• _What the task asks_
Only a number is wanted here: the count of lines in the entries below that include the word "CallState".

--- START ---

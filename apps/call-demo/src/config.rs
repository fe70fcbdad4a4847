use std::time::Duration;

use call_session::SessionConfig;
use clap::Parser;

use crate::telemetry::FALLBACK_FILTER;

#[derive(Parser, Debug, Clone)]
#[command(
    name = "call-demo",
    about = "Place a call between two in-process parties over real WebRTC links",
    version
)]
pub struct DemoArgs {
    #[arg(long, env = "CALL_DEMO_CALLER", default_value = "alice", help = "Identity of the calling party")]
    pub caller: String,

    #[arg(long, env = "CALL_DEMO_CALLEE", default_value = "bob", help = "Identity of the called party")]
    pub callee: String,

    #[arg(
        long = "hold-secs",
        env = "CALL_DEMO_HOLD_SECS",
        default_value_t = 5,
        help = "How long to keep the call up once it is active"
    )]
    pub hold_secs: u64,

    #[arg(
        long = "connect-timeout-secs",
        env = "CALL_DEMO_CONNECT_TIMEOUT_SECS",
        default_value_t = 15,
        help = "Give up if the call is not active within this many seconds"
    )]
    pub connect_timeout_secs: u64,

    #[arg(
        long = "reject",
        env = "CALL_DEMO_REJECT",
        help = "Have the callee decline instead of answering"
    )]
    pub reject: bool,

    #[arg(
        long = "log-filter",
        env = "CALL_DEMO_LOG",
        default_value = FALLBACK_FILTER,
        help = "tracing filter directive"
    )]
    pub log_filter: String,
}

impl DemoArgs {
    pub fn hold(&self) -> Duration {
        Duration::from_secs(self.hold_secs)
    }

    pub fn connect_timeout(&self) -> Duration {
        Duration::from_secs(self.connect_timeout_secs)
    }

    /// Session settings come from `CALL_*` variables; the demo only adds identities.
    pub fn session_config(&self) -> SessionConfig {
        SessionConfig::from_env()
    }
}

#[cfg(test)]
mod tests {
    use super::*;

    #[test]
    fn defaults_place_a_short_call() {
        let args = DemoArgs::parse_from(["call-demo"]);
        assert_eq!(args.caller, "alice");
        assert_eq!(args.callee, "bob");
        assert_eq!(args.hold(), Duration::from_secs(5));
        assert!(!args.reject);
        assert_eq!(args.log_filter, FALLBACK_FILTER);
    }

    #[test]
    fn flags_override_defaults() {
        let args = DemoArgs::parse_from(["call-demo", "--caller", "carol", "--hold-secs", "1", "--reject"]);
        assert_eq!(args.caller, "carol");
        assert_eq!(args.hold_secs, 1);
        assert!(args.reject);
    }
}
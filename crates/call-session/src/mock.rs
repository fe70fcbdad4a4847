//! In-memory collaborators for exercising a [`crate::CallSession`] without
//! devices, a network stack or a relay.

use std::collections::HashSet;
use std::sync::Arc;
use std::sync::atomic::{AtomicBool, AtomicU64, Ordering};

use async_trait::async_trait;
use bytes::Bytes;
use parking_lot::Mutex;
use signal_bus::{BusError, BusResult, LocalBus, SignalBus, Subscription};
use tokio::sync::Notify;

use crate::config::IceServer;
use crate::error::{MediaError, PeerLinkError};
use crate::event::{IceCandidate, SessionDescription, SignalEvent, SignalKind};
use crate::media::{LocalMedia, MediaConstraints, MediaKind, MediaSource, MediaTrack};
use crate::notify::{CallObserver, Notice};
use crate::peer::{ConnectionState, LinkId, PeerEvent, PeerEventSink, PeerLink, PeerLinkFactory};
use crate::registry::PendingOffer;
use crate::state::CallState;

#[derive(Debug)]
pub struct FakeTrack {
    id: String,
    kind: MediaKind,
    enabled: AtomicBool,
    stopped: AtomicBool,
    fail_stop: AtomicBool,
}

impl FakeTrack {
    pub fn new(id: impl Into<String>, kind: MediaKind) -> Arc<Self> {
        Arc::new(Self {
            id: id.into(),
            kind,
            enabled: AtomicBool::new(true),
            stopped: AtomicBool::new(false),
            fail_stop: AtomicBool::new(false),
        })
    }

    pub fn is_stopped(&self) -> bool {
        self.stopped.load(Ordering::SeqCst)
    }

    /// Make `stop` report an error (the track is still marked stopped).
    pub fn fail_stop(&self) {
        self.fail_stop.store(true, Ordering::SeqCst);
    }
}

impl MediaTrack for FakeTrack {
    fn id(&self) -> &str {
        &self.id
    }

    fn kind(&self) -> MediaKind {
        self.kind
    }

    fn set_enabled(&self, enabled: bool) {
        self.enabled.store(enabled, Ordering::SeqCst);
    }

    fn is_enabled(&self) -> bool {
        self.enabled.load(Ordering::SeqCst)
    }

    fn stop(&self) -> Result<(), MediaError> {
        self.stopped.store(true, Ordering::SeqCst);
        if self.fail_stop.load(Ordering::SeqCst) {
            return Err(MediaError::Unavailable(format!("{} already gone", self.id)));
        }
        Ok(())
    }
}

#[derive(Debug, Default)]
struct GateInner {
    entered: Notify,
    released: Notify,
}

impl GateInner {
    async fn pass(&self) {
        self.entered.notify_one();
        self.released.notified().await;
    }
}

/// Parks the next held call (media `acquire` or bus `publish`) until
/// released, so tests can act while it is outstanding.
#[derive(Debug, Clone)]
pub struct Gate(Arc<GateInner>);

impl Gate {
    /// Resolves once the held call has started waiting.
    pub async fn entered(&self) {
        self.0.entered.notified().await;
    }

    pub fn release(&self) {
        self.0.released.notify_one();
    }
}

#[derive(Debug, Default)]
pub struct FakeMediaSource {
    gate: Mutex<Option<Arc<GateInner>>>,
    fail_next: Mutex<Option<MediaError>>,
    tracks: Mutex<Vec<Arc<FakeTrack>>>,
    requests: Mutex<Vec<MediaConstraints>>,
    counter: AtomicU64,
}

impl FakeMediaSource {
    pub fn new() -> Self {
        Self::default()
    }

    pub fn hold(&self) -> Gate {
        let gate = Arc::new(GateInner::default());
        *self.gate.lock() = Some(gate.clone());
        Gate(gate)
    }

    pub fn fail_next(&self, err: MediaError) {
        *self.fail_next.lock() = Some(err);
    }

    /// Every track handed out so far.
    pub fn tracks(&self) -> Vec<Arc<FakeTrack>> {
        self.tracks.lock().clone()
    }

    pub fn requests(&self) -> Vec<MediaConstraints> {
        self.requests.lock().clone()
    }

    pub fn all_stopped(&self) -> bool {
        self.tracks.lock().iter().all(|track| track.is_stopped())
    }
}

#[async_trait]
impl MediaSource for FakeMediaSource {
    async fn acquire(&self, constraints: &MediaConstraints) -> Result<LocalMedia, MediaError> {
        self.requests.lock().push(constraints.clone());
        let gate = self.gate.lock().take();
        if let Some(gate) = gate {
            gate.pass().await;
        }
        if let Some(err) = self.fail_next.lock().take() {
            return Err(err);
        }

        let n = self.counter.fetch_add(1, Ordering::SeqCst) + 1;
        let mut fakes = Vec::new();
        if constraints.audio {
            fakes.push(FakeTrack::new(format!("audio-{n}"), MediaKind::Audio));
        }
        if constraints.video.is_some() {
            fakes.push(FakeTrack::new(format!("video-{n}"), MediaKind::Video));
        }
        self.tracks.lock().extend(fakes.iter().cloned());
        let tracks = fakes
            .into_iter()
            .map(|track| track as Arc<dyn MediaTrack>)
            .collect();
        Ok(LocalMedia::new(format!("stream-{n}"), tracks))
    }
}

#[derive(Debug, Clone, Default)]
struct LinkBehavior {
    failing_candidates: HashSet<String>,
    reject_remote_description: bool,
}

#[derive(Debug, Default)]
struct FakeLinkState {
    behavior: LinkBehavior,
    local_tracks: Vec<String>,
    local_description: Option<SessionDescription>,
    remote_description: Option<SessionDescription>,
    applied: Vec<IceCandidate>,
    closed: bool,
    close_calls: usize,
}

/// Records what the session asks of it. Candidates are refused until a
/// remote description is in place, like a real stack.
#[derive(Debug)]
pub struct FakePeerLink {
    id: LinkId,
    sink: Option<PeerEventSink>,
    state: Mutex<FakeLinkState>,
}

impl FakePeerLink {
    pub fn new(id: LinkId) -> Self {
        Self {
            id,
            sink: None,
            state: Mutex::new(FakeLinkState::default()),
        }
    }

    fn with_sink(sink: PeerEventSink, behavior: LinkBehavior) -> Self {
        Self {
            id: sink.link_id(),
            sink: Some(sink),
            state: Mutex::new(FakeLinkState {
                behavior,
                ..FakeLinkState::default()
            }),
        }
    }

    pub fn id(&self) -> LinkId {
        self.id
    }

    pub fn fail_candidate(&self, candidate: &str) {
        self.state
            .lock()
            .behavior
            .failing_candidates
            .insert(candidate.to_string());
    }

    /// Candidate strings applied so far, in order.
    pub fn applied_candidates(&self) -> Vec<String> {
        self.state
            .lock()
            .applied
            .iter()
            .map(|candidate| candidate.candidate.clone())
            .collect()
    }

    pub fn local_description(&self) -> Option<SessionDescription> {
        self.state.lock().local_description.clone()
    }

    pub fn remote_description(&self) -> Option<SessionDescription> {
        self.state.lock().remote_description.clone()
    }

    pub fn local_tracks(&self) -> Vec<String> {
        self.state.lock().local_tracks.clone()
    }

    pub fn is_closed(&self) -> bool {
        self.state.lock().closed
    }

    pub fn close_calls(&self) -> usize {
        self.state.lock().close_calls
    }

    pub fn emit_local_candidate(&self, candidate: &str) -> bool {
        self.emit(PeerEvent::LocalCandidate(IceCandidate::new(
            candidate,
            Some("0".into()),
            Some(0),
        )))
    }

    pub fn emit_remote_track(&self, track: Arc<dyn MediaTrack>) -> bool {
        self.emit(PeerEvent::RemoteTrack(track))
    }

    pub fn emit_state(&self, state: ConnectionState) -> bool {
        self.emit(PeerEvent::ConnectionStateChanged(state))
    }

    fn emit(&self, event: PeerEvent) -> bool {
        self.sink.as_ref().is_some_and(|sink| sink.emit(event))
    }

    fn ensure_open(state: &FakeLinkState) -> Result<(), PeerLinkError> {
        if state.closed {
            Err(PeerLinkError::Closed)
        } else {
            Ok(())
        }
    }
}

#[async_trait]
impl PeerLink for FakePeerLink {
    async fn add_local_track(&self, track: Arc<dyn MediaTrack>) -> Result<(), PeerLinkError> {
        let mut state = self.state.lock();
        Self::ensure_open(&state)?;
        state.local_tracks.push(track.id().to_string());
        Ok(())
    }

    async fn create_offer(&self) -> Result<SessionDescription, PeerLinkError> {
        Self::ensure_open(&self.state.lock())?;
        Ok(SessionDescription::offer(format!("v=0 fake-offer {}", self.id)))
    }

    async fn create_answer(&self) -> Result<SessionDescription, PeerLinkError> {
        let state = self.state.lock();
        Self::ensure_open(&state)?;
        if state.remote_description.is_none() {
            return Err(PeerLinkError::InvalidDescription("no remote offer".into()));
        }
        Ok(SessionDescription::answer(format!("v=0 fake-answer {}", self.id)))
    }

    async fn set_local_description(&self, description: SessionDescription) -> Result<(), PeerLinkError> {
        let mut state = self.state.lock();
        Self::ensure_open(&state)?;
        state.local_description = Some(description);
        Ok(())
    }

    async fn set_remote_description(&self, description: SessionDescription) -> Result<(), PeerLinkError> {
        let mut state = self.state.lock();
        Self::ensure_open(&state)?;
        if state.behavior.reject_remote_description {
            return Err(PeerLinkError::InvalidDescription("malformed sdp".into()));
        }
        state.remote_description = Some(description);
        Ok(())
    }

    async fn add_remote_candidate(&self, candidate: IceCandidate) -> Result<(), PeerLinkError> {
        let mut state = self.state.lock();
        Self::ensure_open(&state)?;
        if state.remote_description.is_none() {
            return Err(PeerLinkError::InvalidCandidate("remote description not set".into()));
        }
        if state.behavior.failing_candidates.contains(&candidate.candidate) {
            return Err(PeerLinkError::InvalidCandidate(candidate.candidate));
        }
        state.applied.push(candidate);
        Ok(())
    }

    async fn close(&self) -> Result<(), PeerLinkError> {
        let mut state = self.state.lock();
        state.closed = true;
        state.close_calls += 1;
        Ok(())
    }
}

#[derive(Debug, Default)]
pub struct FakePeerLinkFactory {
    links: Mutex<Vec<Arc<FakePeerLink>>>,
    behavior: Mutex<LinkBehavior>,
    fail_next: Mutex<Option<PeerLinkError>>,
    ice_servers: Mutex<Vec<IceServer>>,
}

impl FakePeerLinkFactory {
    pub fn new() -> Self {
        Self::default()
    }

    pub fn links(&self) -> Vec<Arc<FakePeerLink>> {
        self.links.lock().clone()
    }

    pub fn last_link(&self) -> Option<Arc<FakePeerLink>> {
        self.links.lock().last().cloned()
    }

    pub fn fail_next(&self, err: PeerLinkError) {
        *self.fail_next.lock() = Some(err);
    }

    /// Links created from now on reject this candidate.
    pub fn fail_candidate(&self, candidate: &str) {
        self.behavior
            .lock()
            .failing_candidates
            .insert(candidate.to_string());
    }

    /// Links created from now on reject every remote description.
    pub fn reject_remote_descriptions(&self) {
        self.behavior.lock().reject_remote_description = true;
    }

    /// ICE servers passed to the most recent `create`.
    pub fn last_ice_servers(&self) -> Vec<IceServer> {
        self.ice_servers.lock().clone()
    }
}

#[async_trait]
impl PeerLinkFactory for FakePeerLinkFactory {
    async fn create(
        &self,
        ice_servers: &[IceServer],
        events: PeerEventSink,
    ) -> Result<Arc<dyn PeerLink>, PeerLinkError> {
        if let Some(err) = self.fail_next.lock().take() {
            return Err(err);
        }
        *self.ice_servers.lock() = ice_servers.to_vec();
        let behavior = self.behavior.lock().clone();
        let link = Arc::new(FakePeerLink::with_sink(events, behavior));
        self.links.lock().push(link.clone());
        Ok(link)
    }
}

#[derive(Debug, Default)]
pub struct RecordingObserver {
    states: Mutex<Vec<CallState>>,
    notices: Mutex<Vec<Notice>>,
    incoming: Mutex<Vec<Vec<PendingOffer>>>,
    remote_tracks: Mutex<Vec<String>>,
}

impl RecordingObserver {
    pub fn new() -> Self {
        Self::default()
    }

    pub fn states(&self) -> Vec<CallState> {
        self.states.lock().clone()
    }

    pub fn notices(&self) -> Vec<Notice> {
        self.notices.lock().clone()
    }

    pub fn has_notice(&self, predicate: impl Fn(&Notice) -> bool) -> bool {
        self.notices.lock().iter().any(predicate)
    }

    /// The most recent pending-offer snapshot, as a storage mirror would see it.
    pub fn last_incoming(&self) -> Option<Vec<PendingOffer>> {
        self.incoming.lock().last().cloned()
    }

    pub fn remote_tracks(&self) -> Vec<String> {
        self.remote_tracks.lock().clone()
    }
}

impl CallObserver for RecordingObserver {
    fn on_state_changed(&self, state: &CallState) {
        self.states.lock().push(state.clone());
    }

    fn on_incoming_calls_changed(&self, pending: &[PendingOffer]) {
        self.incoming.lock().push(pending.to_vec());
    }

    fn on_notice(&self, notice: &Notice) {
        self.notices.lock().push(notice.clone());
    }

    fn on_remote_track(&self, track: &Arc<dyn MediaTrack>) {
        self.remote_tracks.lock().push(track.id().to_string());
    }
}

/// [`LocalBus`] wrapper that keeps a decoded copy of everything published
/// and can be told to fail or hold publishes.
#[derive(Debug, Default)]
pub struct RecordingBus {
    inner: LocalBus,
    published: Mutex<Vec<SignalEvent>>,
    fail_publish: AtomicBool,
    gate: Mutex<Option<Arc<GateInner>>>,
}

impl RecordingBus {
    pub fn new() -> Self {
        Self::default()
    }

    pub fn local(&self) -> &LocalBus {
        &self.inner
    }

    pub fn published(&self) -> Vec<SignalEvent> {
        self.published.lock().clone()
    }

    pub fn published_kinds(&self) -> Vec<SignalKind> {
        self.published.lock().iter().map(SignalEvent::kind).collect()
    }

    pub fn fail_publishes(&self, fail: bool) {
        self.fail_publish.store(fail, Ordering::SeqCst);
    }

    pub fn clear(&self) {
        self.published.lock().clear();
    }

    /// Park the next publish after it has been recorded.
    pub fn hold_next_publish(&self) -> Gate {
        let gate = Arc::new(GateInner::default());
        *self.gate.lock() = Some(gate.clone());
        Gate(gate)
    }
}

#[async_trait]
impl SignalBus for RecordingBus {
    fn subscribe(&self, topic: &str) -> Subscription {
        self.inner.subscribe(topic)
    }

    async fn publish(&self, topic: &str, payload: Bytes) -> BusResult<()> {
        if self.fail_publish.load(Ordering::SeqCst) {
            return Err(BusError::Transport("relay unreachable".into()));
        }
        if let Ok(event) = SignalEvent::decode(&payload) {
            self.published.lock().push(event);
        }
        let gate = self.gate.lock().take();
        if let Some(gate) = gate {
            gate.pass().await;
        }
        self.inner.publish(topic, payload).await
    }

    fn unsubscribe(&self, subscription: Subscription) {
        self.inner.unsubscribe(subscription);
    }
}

--- END ---

• _Solution to this problem_
4